The Philippines has the potential to become the number one blockchain hub, according to the newly formed Blockchain Council of the Philippines.
The archipelago is home to several blockchain startups and amongst the highest internet and NFT penetration rate of a digital population. In addition, the Philippines ranked first for non-fungible token (NFT) ownership out of 20 countries, with 32 percent of Filipino internet users saying they own NFTs.
It is also one of the most digitally connected, with a mobile phone penetration rate of 140 percent and an internet penetration rate of 68 percent. The number of mobile connections in the Philippines increased by 6.9 million (+4.6 percent) between 2021 and 2022.
The country’s high level of digital connectivity is due in part to its population of roughly 113,074,416 million people, with nearly 60 percent of the population being of working age (15 to 64 years old), which is highly adaptable to new technologies.
This young population is one of the key reasons why the Philippines is an attractive market for blockchain and digital asset companies.
Ahead of the pack as a blockchain hub
It is reported that Central & Southern Asia and Oceania (CSAO) will be the third largest cryptocurrency market worldwide in 2022, with the Philippines coming in second, just behind Vietnam and notably ahead of other established economies like Indonesia, India, and the United States. This marked a jump from 15th last year to second for the country.
The report also indicated that the Philippines are a massive remittance market, with inflows accounting for 9.6 percent of the country-wide gross domestic products.
In recent years, the Philippines has seen a boom in the number of startups and enterprises working on blockchain solutions. So far, the Philippines has attracted some of the world’s leading blockchain companies and projects.
But it’s not just the big players flocking to the Philippines – the country is also home to a growing community of blockchain enthusiasts and developers.
At a briefing hosted by the American Chamber of Commerce of the Philippines, Inc. (AmCham Philippines), Cryptocurrency exchange platform PDAX CEO Nichel Gaba and his partners said that Blockchain technology has far greater applications than speculative trading or lowering the costs of remittance: it has the potential to make capital markets more efficient and accessible to both issuers and investors.
Meanwhile, Luis Buenaventura, co-founder of Bloom solutions, said that customers are rarely aware that blockchain technology is even involved in the process of remitting money.
“Enabling smaller remittance companies to participate without forwarding money overseas in advance of anticipated transfers, which customers nowadays expect to happen instantaneously. With blockchain, that’s possible”, he said.
The soon-to-be Crypto Valley of Asia?
The Philippines aims to have its version of Zug, the birthplace of Ethereum and home to around 200 blockchain companies in Switzerland. This is made possible by the country’s large pool of English-speaking talent, which is already a hub for outsourcing and remote work.
According to its official website, the Cagayan Economic Zone Authority (CEZA) is “a government-owned and controlled corporation and Northern Star Gaming & Resorts Inc., a private property developer (Northern Star) and are pooling their resources to build Crypto Valley of Asia (CVA), a planned development estate designed to push economic growth further in Northern Luzon.”

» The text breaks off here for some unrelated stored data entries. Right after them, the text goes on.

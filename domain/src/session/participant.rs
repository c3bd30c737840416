//! Participant value object

use crate::core::error::ValidationError;
use serde::{Deserialize, Serialize};

/// One of the two sides of a session.
///
/// Stored under the labels the persisted ledger has always used
/// (`"Participant 1"` / `"Participant 2"`).
#[derive(Debug, Clone, Copy, PartialEq, Eq, Hash, Serialize, Deserialize)]
pub enum Participant {
    #[serde(rename = "Participant 1")]
    One,
    #[serde(rename = "Participant 2")]
    Two,
}

impl Participant {
    pub fn label(&self) -> &'static str {
        match self {
            Participant::One => "Participant 1",
            Participant::Two => "Participant 2",
        }
    }
}

impl std::fmt::Display for Participant {
    fn fmt(&self, f: &mut std::fmt::Formatter<'_>) -> std::fmt::Result {
        write!(f, "{}", self.label())
    }
}

impl std::str::FromStr for Participant {
    type Err = ValidationError;

    /// Accepts `1`, `p1`, `participant 1` (any case) and the same for 2.
    fn from_str(s: &str) -> Result<Self, Self::Err> {
        let normalized = s.trim().to_ascii_lowercase();
        match normalized.as_str() {
            "1" | "p1" | "one" | "participant 1" | "participant1" => Ok(Participant::One),
            "2" | "p2" | "two" | "participant 2" | "participant2" => Ok(Participant::Two),
            _ => Err(ValidationError::UnknownParticipant(s.to_string())),
        }
    }
}

#[cfg(test)]
mod tests {
    use super::*;

    #[test]
    fn test_serializes_with_ledger_labels() {
        assert_eq!(
            serde_json::to_string(&Participant::One).unwrap(),
            "\"Participant 1\""
        );
        let p: Participant = serde_json::from_str("\"Participant 2\"").unwrap();
        assert_eq!(p, Participant::Two);
    }

    #[test]
    fn test_from_str_variants() {
        assert_eq!("1".parse::<Participant>().unwrap(), Participant::One);
        assert_eq!("P2".parse::<Participant>().unwrap(), Participant::Two);
        assert_eq!(
            "Participant 1".parse::<Participant>().unwrap(),
            Participant::One
        );
        assert!("3".parse::<Participant>().is_err());
    }
}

It will serve as home to fintech companies establishing their operations in the Cagayan Special Economic Zone and Freeport, generate employment for BPOs servicing the global fintech and cryptocurrency sectors and catalyze the next economic boom destined to spread from Cagayan Valley to the rest of Northern Luzon.
The Philippines is also home to blockchain startups and projects, including ConsenSys-backed UnionBank of the Philippines, using a blockchain-based payment system that brings financial inclusion to millions of unbanked Filipinos, and BloomX, which provides modern blockchain solutions to money transfer businesses around the world.
In addition, UnionBank has also launched a payments-focused stablecoin pegged to the Philippine peso that aims to drive financial inclusion in the country.
Moving forward with the bear market
With recent events about crypto and blockchains happening in the Asian region, we can expect to see higher adoptions of blockchain-based business models and their products.
Despite the current bear market, the Philippines is well positioned with its forward-thinking perspective about adopting digital assets and the government’s support to become a cryptocurrency hub.
The country’s central Bank, Bangko Sentral ng Pilipinas (BSP), has been very open to digital assets and is currently exploring the possibility of a Central Bank Digital Currency.
The government supports blockchain startups and has even created a sandbox environment for them to operate in. With the proper infrastructure and government support, the Philippines could easily become the number one blockchain hub in the world.